*What needs to be done*:
Give the number of lines containing "verbose" in this listing, with no other words.

*Exercise input*:
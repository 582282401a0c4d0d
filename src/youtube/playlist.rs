use crate::error::{Error, Result};
use async_trait::async_trait;
use serde::Deserialize;
use tracing::debug;

/// Largest page the playlistItems endpoint will return.
pub const MAX_PAGE_SIZE: u32 = 50;

#[derive(Debug, Clone, PartialEq, Eq)]
pub struct PlaylistEntry {
    pub title: String,
    pub video_id: String,
}

/// One page of a playlist, in the order the API returned it.
#[derive(Debug, Clone, Default, PartialEq, Eq)]
pub struct PlaylistPage {
    pub items: Vec<PlaylistEntry>,
    pub next_page_token: Option<String>,
}

#[derive(Debug, Clone, PartialEq, Eq)]
pub struct PlaylistItemsRequest {
    pub playlist_id: String,
    pub part: &'static str,
    pub max_results: u32,
    pub page_token: Option<String>,
}

impl PlaylistItemsRequest {
    pub fn new(playlist_id: &str, page_token: Option<String>) -> Self {
        Self {
            playlist_id: playlist_id.to_string(),
            part: "snippet",
            max_results: MAX_PAGE_SIZE,
            page_token,
        }
    }
}

/// Anything that can list the items of a playlist one page at a time.
#[async_trait]
pub trait PlaylistItems {
    async fn list_playlist_items(&self, request: &PlaylistItemsRequest) -> Result<PlaylistPage>;
}

/// Walks every page of `playlist_id` and returns its entries in playlist order.
///
/// Pages are fetched one after the other until the API stops handing out a
/// continuation token. The first error aborts the walk and is returned as is.
pub async fn enumerate_playlist<C>(catalog: &C, playlist_id: &str) -> Result<Vec<PlaylistEntry>>
where
    C: PlaylistItems + ?Sized,
{
    let mut entries = Vec::new();
    let mut page_token = None;

    loop {
        let request = PlaylistItemsRequest::new(playlist_id, page_token);
        let page = catalog.list_playlist_items(&request).await?;
        debug!(
            playlist_id,
            items = page.items.len(),
            more = page.next_page_token.is_some(),
            "fetched playlist page"
        );

        entries.extend(page.items);

        match page.next_page_token {
            Some(token) if !token.is_empty() => page_token = Some(token),
            _ => break,
        }
    }

    Ok(entries)
}

#[derive(Deserialize)]
#[serde(rename_all = "camelCase")]
pub struct ResourceId {
    pub video_id: Option<String>,
}

#[derive(Deserialize)]
#[serde(rename_all = "camelCase")]
pub struct Snippet {
    pub title: String,
    pub resource_id: ResourceId,
}

#[derive(Deserialize)]
pub struct PlaylistItem {
    pub snippet: Snippet,
}

#[derive(Deserialize)]
#[serde(rename_all = "camelCase")]
pub struct PlaylistItemsResponse {
    #[serde(default)]
    pub items: Vec<PlaylistItem>,
    pub next_page_token: Option<String>,
}

impl TryFrom<PlaylistItemsResponse> for PlaylistPage {
    type Error = Error;

    fn try_from(response: PlaylistItemsResponse) -> Result<Self> {
        let items = response
            .items
            .into_iter()
            .map(|item| {
                let Snippet { title, resource_id } = item.snippet;
                match resource_id.video_id {
                    Some(video_id) if !video_id.is_empty() => Ok(PlaylistEntry { title, video_id }),
                    _ => Err(Error::Payload(format!("item \"{}\" has no video id", title))),
                }
            })
            .collect::<Result<Vec<PlaylistEntry>>>()?;

        Ok(PlaylistPage {
            items,
            next_page_token: response.next_page_token.filter(|token| !token.is_empty()),
        })
    }
}
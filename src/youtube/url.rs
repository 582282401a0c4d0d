use lazy_static::lazy_static;
use regex::Regex;

const WATCH_URL: &str = "https://www.youtube.com/watch?v=";
const PLAYLIST_MARKER: &str = "PL";

lazy_static! {
    static ref YOUTUBE_URL: Regex =
        Regex::new(r"^(https?://)?(www\.youtube\.com|youtu\.be)/.*$").unwrap();
}

/// What a YouTube URL points at.
#[derive(Debug, Clone, Default, PartialEq, Eq)]
pub struct ParsedReference {
    pub has_playlist: bool,
    pub video_id: Option<String>,
    pub playlist_id: Option<String>,
}

impl ParsedReference {
    fn video(id: &str) -> Self {
        Self {
            video_id: non_empty(id),
            ..Self::default()
        }
    }

    fn playlist(id: &str) -> Self {
        let playlist_id = non_empty(id);
        Self {
            has_playlist: playlist_id.is_some(),
            playlist_id,
            ..Self::default()
        }
    }

    /// Nothing recognizable was found in the URL.
    pub fn is_empty(&self) -> bool {
        self.video_id.is_none() && self.playlist_id.is_none()
    }
}

pub fn video_url(video_id: &str) -> String {
    format!("{}{}", WATCH_URL, video_id)
}

/// Loose check for `www.youtube.com` / `youtu.be` links. Ids are not validated.
pub fn is_valid_url(url: &str) -> bool {
    YOUTUBE_URL.is_match(url)
}

/// Splits a URL into its video and playlist ids.
///
/// A link without any query (`https://youtu.be/<id>`) is resolved from its
/// last path segment: if the segment contains `PL` anywhere it is taken as a
/// playlist id, otherwise as a video id. This is a substring test, so a video
/// id that happens to contain `PL` is classified as a playlist.
///
/// With a query, `v=` and `list=` parameters are picked up independently, so a
/// video opened from inside a playlist keeps both ids. Anything else in the
/// query is ignored. Unrecognized input gives an empty reference.
///
/// Ids are trimmed of surrounding whitespace (a pasted link often carries a
/// trailing newline), and an id that is empty after trimming counts as absent.
pub fn classify(url: &str) -> ParsedReference {
    let tokens: Vec<&str> = url.split(['?', '&']).collect();

    if let [only] = tokens.as_slice() {
        let segment = only.rsplit('/').next().unwrap_or_default();
        return if segment.contains(PLAYLIST_MARKER) {
            ParsedReference::playlist(segment)
        } else {
            ParsedReference::video(segment)
        };
    }

    let mut reference = ParsedReference::default();
    for token in tokens {
        if let Some(id) = token.strip_prefix("v=") {
            reference.video_id = non_empty(id);
        } else if let Some(id) = token.strip_prefix("list=") {
            reference.playlist_id = non_empty(id);
            reference.has_playlist = reference.playlist_id.is_some();
        }
    }
    reference
}

fn non_empty(id: &str) -> Option<String> {
    match id.trim() {
        "" => None,
        id => Some(id.to_string()),
    }
}
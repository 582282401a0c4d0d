use crate::download::DownloadConfig;
use crate::youtube::client::DEFAULT_API_BASE;
use anyhow::{Context, Result};
use serde::Deserialize;
use std::fs;
use std::path::{Path, PathBuf};

pub const API_KEY_VAR: &str = "YOUTUBE_API_KEY";

#[derive(Debug, Clone)]
pub struct Config {
    pub api_key: Option<String>,
    pub api_base: String,
    pub download_dir: Option<PathBuf>,
    pub download: DownloadConfig,
}

#[derive(Debug, Default, Deserialize)]
struct ConfigFile {
    api_key: Option<String>,
    api_base: Option<String>,
    download_dir: Option<String>,

    ytdlp_bin: Option<String>,
    format: Option<String>,
    audio_format: Option<String>,
    audio_quality: Option<String>,
    embed_thumbnail: Option<bool>,
    add_metadata: Option<bool>,
    verbose: Option<bool>,
}

fn non_blank(s: String) -> Option<String> {
    let s = s.trim().to_string();
    if s.is_empty() {
        None
    } else {
        Some(s)
    }
}

impl Config {
    /// Reads the TOML file at `path`, or uses defaults when there is none.
    ///
    /// The API key from the environment wins over the one in the file.
    pub fn load(path: Option<&Path>) -> Result<Self> {
        let file: ConfigFile = match path {
            Some(path) => {
                let raw = fs::read_to_string(path)
                    .with_context(|| format!("Failed to read config file: {}", path.display()))?;
                toml::from_str(&raw)
                    .with_context(|| format!("Failed to parse config file: {}", path.display()))?
            }
            None => ConfigFile::default(),
        };

        Ok(Self::from_file(file, std::env::var(API_KEY_VAR).ok()))
    }

    fn from_file(file: ConfigFile, env_api_key: Option<String>) -> Self {
        let defaults = DownloadConfig::default();

        Self {
            api_key: env_api_key.and_then(non_blank).or(file.api_key.and_then(non_blank)),
            api_base: file
                .api_base
                .and_then(non_blank)
                .unwrap_or_else(|| DEFAULT_API_BASE.to_string()),
            download_dir: file.download_dir.and_then(non_blank).map(PathBuf::from),
            download: DownloadConfig {
                ytdlp_bin: file
                    .ytdlp_bin
                    .and_then(non_blank)
                    .map(PathBuf::from)
                    .unwrap_or(defaults.ytdlp_bin),
                format: file.format.and_then(non_blank).unwrap_or(defaults.format),
                audio_format: file
                    .audio_format
                    .and_then(non_blank)
                    .unwrap_or(defaults.audio_format),
                audio_quality: file
                    .audio_quality
                    .and_then(non_blank)
                    .unwrap_or(defaults.audio_quality),
                embed_thumbnail: file.embed_thumbnail.unwrap_or(defaults.embed_thumbnail),
                add_metadata: file.add_metadata.unwrap_or(defaults.add_metadata),
                verbose: file.verbose.unwrap_or(defaults.verbose),
            },
        }
    }
}
use thiserror::Error;

#[derive(Debug, Error)]
pub enum Error {
    #[error("request failed: {0}")]
    Http(#[from] reqwest::Error),

    /// The API rejected the credential (HTTP 401/403).
    #[error("unauthorized: {0}")]
    Unauthorized(String),

    #[error("api error ({status}): {message}")]
    Api { status: u16, message: String },

    /// The API answered, but not with something we can use.
    #[error("unexpected payload: {0}")]
    Payload(String),

    #[error(transparent)]
    Io(#[from] std::io::Error),

    #[error("download failed: {0}")]
    Download(String),
}

pub type Result<T> = std::result::Result<T, Error>;
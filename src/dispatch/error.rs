#[derive(Debug, thiserror::Error)]
#[non_exhaustive]
pub enum SendError {
    #[error("HTTP request failed: {0}")]
    RequestFailed(#[from] reqwest::Error),

    #[error("Failed to parse API response: {0}")]
    JsonParseFailed(#[from] serde_json::Error),

    #[error("Rate limited, retry after {retry_after}s.")]
    RateLimited { retry_after: u64 },

    #[error("Telegram API error {code}: {description}")]
    Api { code: i64, description: String },
}
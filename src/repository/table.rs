//! Database table operations and implementations.

use chrono::Utc;
use sqlx::SqlitePool;

use crate::model::MonitorStateModel;
use crate::model::SubscriberModel;
use crate::model::SubscriberRole;
use crate::repository::error::DatabaseError;

/// Base table struct providing database pool access.
#[derive(Clone)]
pub struct BaseTable {
    pub pool: SqlitePool,
}

impl BaseTable {
    /// Creates a new base table with the given pool.
    pub fn new(pool: SqlitePool) -> Self {
        Self { pool }
    }
}

/// Base trait for table operations.
#[async_trait::async_trait]
pub trait TableBase {
    /// Creates the table if it doesn't exist.
    async fn create_table(&self) -> Result<(), DatabaseError>;
    /// Drops the table.
    async fn drop_table(&self) -> Result<(), DatabaseError>;
    /// Deletes all rows from the table.
    async fn delete_all(&self) -> Result<(), DatabaseError>;
}

// ============================================================================
// MonitorStateTable
// ============================================================================

/// Single-row table holding the monitor's persisted state.
#[derive(Clone)]
pub struct MonitorStateTable {
    base: BaseTable,
}

impl MonitorStateTable {
    pub fn new(pool: SqlitePool) -> Self {
        Self {
            base: BaseTable::new(pool),
        }
    }

    pub async fn load(&self) -> Result<Option<MonitorStateModel>, DatabaseError> {
        Ok(
            sqlx::query_as::<_, MonitorStateModel>("SELECT * FROM monitor_state WHERE id = 1")
                .fetch_optional(&self.base.pool)
                .await?,
        )
    }

    pub async fn save(&self, model: &MonitorStateModel) -> Result<(), DatabaseError> {
        sqlx::query(
            r#"
            REPLACE INTO monitor_state
                (id, interval_seconds, running, last_status, last_checked_at,
                 last_detail, last_evidence_path, consecutive_errors)
            VALUES (1, ?, ?, ?, ?, ?, ?, ?)
            "#,
        )
        .bind(model.interval_seconds)
        .bind(model.running)
        .bind(model.last_status)
        .bind(model.last_checked_at)
        .bind(&model.last_detail)
        .bind(&model.last_evidence_path)
        .bind(model.consecutive_errors)
        .execute(&self.base.pool)
        .await?;
        Ok(())
    }
}

#[async_trait::async_trait]
impl TableBase for MonitorStateTable {
    async fn create_table(&self) -> Result<(), DatabaseError> {
        sqlx::query(
            r#"CREATE TABLE IF NOT EXISTS monitor_state (
                id INTEGER PRIMARY KEY CHECK (id = 1),
                interval_seconds INTEGER NOT NULL,
                running INTEGER NOT NULL DEFAULT 0,
                last_status TEXT DEFAULT NULL,
                last_checked_at TIMESTAMP DEFAULT NULL,
                last_detail TEXT DEFAULT NULL,
                last_evidence_path TEXT DEFAULT NULL,
                consecutive_errors INTEGER NOT NULL DEFAULT 0
            )"#,
        )
        .execute(&self.base.pool)
        .await?;
        Ok(())
    }

    async fn drop_table(&self) -> Result<(), DatabaseError> {
        sqlx::query("DROP TABLE IF EXISTS monitor_state")
            .execute(&self.base.pool)
            .await?;
        Ok(())
    }

    async fn delete_all(&self) -> Result<(), DatabaseError> {
        sqlx::query("DELETE FROM monitor_state")
            .execute(&self.base.pool)
            .await?;
        Ok(())
    }
}

// ============================================================================
// SubscriberTable
// ============================================================================

#[derive(Clone)]
pub struct SubscriberTable {
    base: BaseTable,
}

impl SubscriberTable {
    pub fn new(pool: SqlitePool) -> Self {
        Self {
            base: BaseTable::new(pool),
        }
    }

    /// Inserts a subscriber or reactivates an existing one.
    ///
    /// The original `subscribed_at` is kept on reactivation so notification
    /// ordering stays stable across unsubscribe/subscribe cycles.
    pub async fn upsert(
        &self,
        chat_id: i64,
        role: SubscriberRole,
    ) -> Result<SubscriberModel, DatabaseError> {
        Ok(sqlx::query_as::<_, SubscriberModel>(
            r#"
            INSERT INTO subscribers (chat_id, role, active, subscribed_at)
            VALUES (?, ?, 1, ?)
            ON CONFLICT(chat_id) DO UPDATE SET role = excluded.role, active = 1
            RETURNING *
            "#,
        )
        .bind(chat_id)
        .bind(role)
        .bind(Utc::now())
        .fetch_one(&self.base.pool)
        .await?)
    }

    /// Marks a subscriber inactive. Returns whether a row was actually deactivated.
    pub async fn deactivate(&self, chat_id: i64) -> Result<bool, DatabaseError> {
        let result = sqlx::query("UPDATE subscribers SET active = 0 WHERE chat_id = ? AND active = 1")
            .bind(chat_id)
            .execute(&self.base.pool)
            .await?;
        Ok(result.rows_affected() > 0)
    }

    pub async fn select(&self, chat_id: i64) -> Result<Option<SubscriberModel>, DatabaseError> {
        Ok(
            sqlx::query_as::<_, SubscriberModel>("SELECT * FROM subscribers WHERE chat_id = ?")
                .bind(chat_id)
                .fetch_optional(&self.base.pool)
                .await?,
        )
    }

    /// Active subscribers in notification order, oldest subscription first.
    pub async fn select_active(&self) -> Result<Vec<SubscriberModel>, DatabaseError> {
        Ok(sqlx::query_as::<_, SubscriberModel>(
            "SELECT * FROM subscribers WHERE active = 1 ORDER BY subscribed_at ASC, chat_id ASC",
        )
        .fetch_all(&self.base.pool)
        .await?)
    }
}

#[async_trait::async_trait]
impl TableBase for SubscriberTable {
    async fn create_table(&self) -> Result<(), DatabaseError> {
        sqlx::query(
            r#"CREATE TABLE IF NOT EXISTS subscribers (
                chat_id INTEGER PRIMARY KEY,
                role TEXT NOT NULL DEFAULT 'member',
                active INTEGER NOT NULL DEFAULT 1,
                subscribed_at TIMESTAMP NOT NULL
            )"#,
        )
        .execute(&self.base.pool)
        .await?;
        Ok(())
    }

    async fn drop_table(&self) -> Result<(), DatabaseError> {
        sqlx::query("DROP TABLE IF EXISTS subscribers")
            .execute(&self.base.pool)
            .await?;
        Ok(())
    }

    async fn delete_all(&self) -> Result<(), DatabaseError> {
        sqlx::query("DELETE FROM subscribers")
            .execute(&self.base.pool)
            .await?;
        Ok(())
    }
}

*Response area*:
2